We don’t talk on the way to the hospital. For me the shame about how everything went down weighs too heavy. I thought I was protecting him by not telling him what my dad threatened, but in the end my dad still threw him out. Under these circumstances I don’t know how I honestly believed Ford could have been held responsible for what happened to his mom. Would she really have sold out her own son for a fancy new lifestyle?

I’m hit hard with a wave of deja vu when I step inside the emergency room. Getting called there by Ford when he found his mother was what started this entire shitshow in the first place. Now he’s the one laying beaten and broken on a hospital bed. At least that’s my presumption. Given his size and strength it must be something horrible to land him in here.

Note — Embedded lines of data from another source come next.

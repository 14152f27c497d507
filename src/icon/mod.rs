//! SVG file icon generation.
//!
//! The reproducible core of the service: a deterministic palette selector
//! and a renderer that validates request parameters and substitutes them
//! into a fixed SVG skeleton. Everything here is pure and per-request;
//! the only process-wide state is the read-only template text.

mod error;
mod palette;
mod render;

pub use error::IconError;
pub use palette::{stable_index, PALETTE};
pub use render::{IconParams, IconRenderer, DEFAULT_TEMPLATE};
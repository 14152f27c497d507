//! Icon Forge - dynamic file icon generation service.
//!
//! Generates SVG file-type icons on demand, parameterized by a file
//! extension and optional styling (text color, background color, font size).

mod cli;
mod config;
mod icon;
mod server;

use tracing_subscriber::{layer::SubscriberExt, util::SubscriberInitExt};

#[tokio::main]
async fn main() -> anyhow::Result<()> {
    // Load .env file if present (before anything else)
    let _ = dotenvy::dotenv();

    // Initialize logging based on verbosity
    let default_filter = if cli::is_verbose() {
        "iconforge=info"
    } else {
        "iconforge=warn"
    };

    tracing_subscriber::registry()
        .with(
            tracing_subscriber::EnvFilter::try_from_default_env()
                .unwrap_or_else(|_| default_filter.into()),
        )
        .with(tracing_subscriber::fmt::layer())
        .init();

    // Run CLI
    cli::run().await
}
//! Landing page and static asset handlers.

use axum::{
    http::header,
    response::{Html, IntoResponse},
};

use super::super::assets;

/// Landing page describing the API.
pub async fn index_page() -> impl IntoResponse {
    Html(assets::INDEX_HTML)
}

/// Serve CSS.
pub async fn serve_css() -> impl IntoResponse {
    ([(header::CONTENT_TYPE, "text/css")], assets::CSS)
}
//! CLI commands implementation.

mod serve;

use std::path::PathBuf;

use clap::{Parser, Subcommand};

use crate::config::Settings;

#[derive(Parser)]
#[command(name = "iconforge")]
#[command(about = "Dynamic SVG file icon generation service")]
#[command(version)]
pub struct Cli {
    /// Alternate SVG template file (must carry the four substitution slots)
    #[arg(long, global = true)]
    template: Option<PathBuf>,

    /// Enable verbose logging
    #[arg(short, long, global = true)]
    pub verbose: bool,

    #[command(subcommand)]
    command: Commands,
}

/// Check if verbose mode is enabled (for early logging setup).
pub fn is_verbose() -> bool {
    std::env::args().any(|arg| arg == "-v" || arg == "--verbose")
}

#[derive(Subcommand)]
enum Commands {
    /// Start the icon generation server
    Serve {
        /// Bind address: a port ("3000"), a host ("0.0.0.0"), or host:port
        bind: Option<String>,
    },
}

/// Run the CLI.
pub async fn run() -> anyhow::Result<()> {
    let cli = Cli::parse();
    let settings = Settings::load(cli.template);

    match cli.command {
        Commands::Serve { bind } => serve::cmd_serve(&settings, bind.as_deref()).await,
    }
}
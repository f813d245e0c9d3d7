//! Intermediate representation and backends for a small imperative language
//! with a single numeric type.
//!
//! A front end drives a [`lang::Backend`] while it recognizes source
//! constructs. [`lang::interpreter::Interpreter`] runs the program as it is
//! built; [`lang::codegen::CodeGenerator`] turns the same calls into C.
//!
//! Each backend owns all of its program state. Nothing is global, but state
//! is never reset either: build one program per backend instance.

pub mod demos;
pub mod lang;
use std::collections::HashMap;

use super::{
    ir::{Statement, Value},
    symbols::Scope,
};

#[derive(Debug, Default)]
pub struct FunctionDefinition {
    pub has_return_value: bool,
    /// Only meaningful when `has_return_value` is set.
    pub return_value: Value,
    pub locals: Scope,
    pub body: Vec<Statement>,
}

impl FunctionDefinition {
    pub fn new(has_return_value: bool) -> Self {
        Self {
            has_return_value,
            ..Default::default()
        }
    }

    /// What a call yields once the body has run.
    pub fn result(&self) -> Value {
        if self.has_return_value {
            self.return_value
        } else {
            0.0
        }
    }
}

#[derive(Debug, Default)]
pub struct FunctionRegistry {
    functions: HashMap<String, FunctionDefinition>,
}

impl FunctionRegistry {
    pub fn new() -> Self {
        Self::default()
    }

    /// Creates `name`, or resets it if it already exists. The last
    /// registration wins.
    pub fn register(&mut self, name: &str, has_return_value: bool) -> &mut FunctionDefinition {
        let definition = self.functions.entry(name.to_owned()).or_default();
        *definition = FunctionDefinition::new(has_return_value);
        definition
    }

    pub fn get(&self, name: &str) -> Option<&FunctionDefinition> {
        self.functions.get(name)
    }

    pub fn get_mut(&mut self, name: &str) -> Option<&mut FunctionDefinition> {
        self.functions.get_mut(name)
    }

    pub fn contains(&self, name: &str) -> bool {
        self.functions.contains_key(name)
    }

    pub fn len(&self) -> usize {
        self.functions.len()
    }

    pub fn is_empty(&self) -> bool {
        self.functions.is_empty()
    }
}
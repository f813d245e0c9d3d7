//! Small programs written directly against [`Backend`], the same calls a
//! front end would make while walking its parse tree.

use crate::lang::{
    ir::{evaluate_binary, Expr},
    Backend,
};

/// Top-level assignment, printing, and arithmetic including the IEEE-754
/// corner cases of division.
pub fn arithmetic<B: Backend>(backend: &mut B) {
    backend.assign("x", 5.0);
    backend.print_number("x");

    backend.assign("y", Expr::binary("x", b'*', Expr::binary(2.0, b'+', 1.0)));
    backend.print_text("x * (2 + 1) =");
    backend.print_number("y");

    backend.print_text("1 / 0 and 0 / 0:");
    backend.print_number(evaluate_binary(1.0, 0.0, b'/'));
    backend.print_number(evaluate_binary(0.0, 0.0, b'/'));

    // Never assigned, so it reads as zero
    backend.print_number("unassigned");
}

/// Definitions, calls for a value and calls for effect.
pub fn functions<B: Backend>(backend: &mut B) {
    if backend.begin_definition("fifteen", true).is_ok() {
        backend.return_value(Expr::binary(3.0, b'+', Expr::binary(3.0, b'*', 4.0)));
        backend.end_definition();
    }

    if backend.begin_definition("greet", false).is_ok() {
        backend.print_text("hello from greet");
        backend.end_definition();
    }

    backend.call("greet");
    backend.print_number(Expr::call("fifteen"));
    backend.print_number(Expr::binary(Expr::call("fifteen"), b'/', 3.0));
}

/// A call to a function that does not exist. The interpreter reports it and
/// carries on; the generator reports it and its artifact will not link.
pub fn undefined_call<B: Backend>(backend: &mut B) {
    backend.print_text("calling a function that was never defined:");
    backend.call("missing");
}

/// A local that shadows a global without touching it.
pub fn scoping<B: Backend>(backend: &mut B) {
    backend.assign("level", 1.0);

    if backend.begin_definition("shadow", false).is_ok() {
        backend.assign("level", 2.0);
        backend.print_text("inside shadow:");
        backend.print_number("level");
        backend.end_definition();
    }

    backend.call("shadow");
    backend.print_text("back at top level:");
    backend.print_number("level");
}
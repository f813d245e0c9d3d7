pub mod codegen;
pub mod error;
pub mod functions;
pub mod interpreter;
pub mod ir;
pub mod program;
pub mod symbols;

use error::{Diagnostics, Error};
use ir::{Expr, Statement, Value};

/// The surface a front end drives while it recognizes source constructs.
///
/// Both backends consume the same calls in the same order; one runs them, the
/// other turns them into C. A backend is picked once per run and owns all of
/// its state, so nothing is shared between two backends or two programs.
pub trait Backend: Sized {
    type Output;

    /// Starts collecting statements into `name` instead of the top level.
    /// Fails, and reports, if another definition is still open.
    fn begin_definition(&mut self, name: &str, has_return_value: bool) -> Result<(), Error>;

    fn end_definition(&mut self);

    /// Runs or records a single statement. Yields the value of a call, `0.0`
    /// for everything else.
    fn statement(&mut self, statement: Statement) -> Value;

    fn lookup(&self, name: &str) -> Value;

    fn diagnostics(&self) -> &Diagnostics;

    /// Terminal: consumes the backend, so nothing can be added afterwards.
    fn finish(self) -> Result<Self::Output, Error>;

    fn assign(&mut self, name: &str, value: impl Into<Expr>) {
        self.statement(Statement::Assign {
            name: name.to_owned(),
            value: value.into(),
        });
    }

    fn print_text(&mut self, text: &str) {
        self.statement(Statement::PrintText(text.to_owned()));
    }

    fn print_number(&mut self, value: impl Into<Expr>) {
        self.statement(Statement::PrintNumber(value.into()));
    }

    fn return_value(&mut self, value: impl Into<Expr>) {
        self.statement(Statement::Return(value.into()));
    }

    fn call(&mut self, name: &str) -> Value {
        self.statement(Statement::Call(name.to_owned()))
    }
}
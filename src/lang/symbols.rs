use std::collections::HashMap;

use super::ir::Value;

/// Identifier to value. There is exactly one global scope, and one flat
/// scope per function.
#[derive(Debug, Default, Clone)]
pub struct Scope(HashMap<String, Value>);

impl Scope {
    pub fn get(&self, name: &str) -> Option<Value> {
        self.0.get(name).copied()
    }

    pub fn set(&mut self, name: &str, value: Value) {
        // Avoid allocating a fresh key on every reassignment
        match self.0.get_mut(name) {
            Some(slot) => *slot = value,
            None => {
                self.0.insert(name.to_owned(), value);
            }
        }
    }

    pub fn contains(&self, name: &str) -> bool {
        self.0.contains_key(name)
    }

    pub fn len(&self) -> usize {
        self.0.len()
    }

    pub fn is_empty(&self) -> bool {
        self.0.is_empty()
    }
}

/// Holds the global scope and resolves names with local-over-global
/// shadowing. Unbound names resolve to [`SymbolStore::UNBOUND`].
#[derive(Debug, Default)]
pub struct SymbolStore {
    globals: Scope,
}

impl SymbolStore {
    pub const UNBOUND: Value = 0.0;

    pub fn new() -> Self {
        Self::default()
    }

    pub fn globals(&self) -> &Scope {
        &self.globals
    }

    /// Writes into `local` when a function scope is active, else into the
    /// globals. Never falls through from one to the other.
    pub fn set_value(&mut self, local: Option<&mut Scope>, name: &str, value: Value) {
        match local {
            Some(scope) => scope.set(name, value),
            None => self.globals.set(name, value),
        }
    }

    pub fn get_value(&self, local: Option<&Scope>, name: &str) -> Value {
        local
            .and_then(|scope| scope.get(name))
            .or_else(|| self.globals.get(name))
            .unwrap_or(Self::UNBOUND)
    }
}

Shane paces out in front of the waiting room, and rushes over to me when I get close. He barely glances at Camille, and otherwise ignores her. Taking my elbow, he drags me down the hall. “C’mon before the nurse comes back. We’re not really supposed to go back here.”

I’m not about to argue with him. I want to see Ford more than anything. The moment I do, I swear to myself that I’ll tell him what’s going on, and trust him to see it through with me. No more going it alone.

Shane doesn’t prepare me for what I’m about to see when he drags me into the room Ford is in. He’s shirtless, bloody, and covered in darkening bruises. There’s a bandage wrapped around his chest, and a tube sticking between his ribs. I gasp before I can stop myself, and draw his attention to me.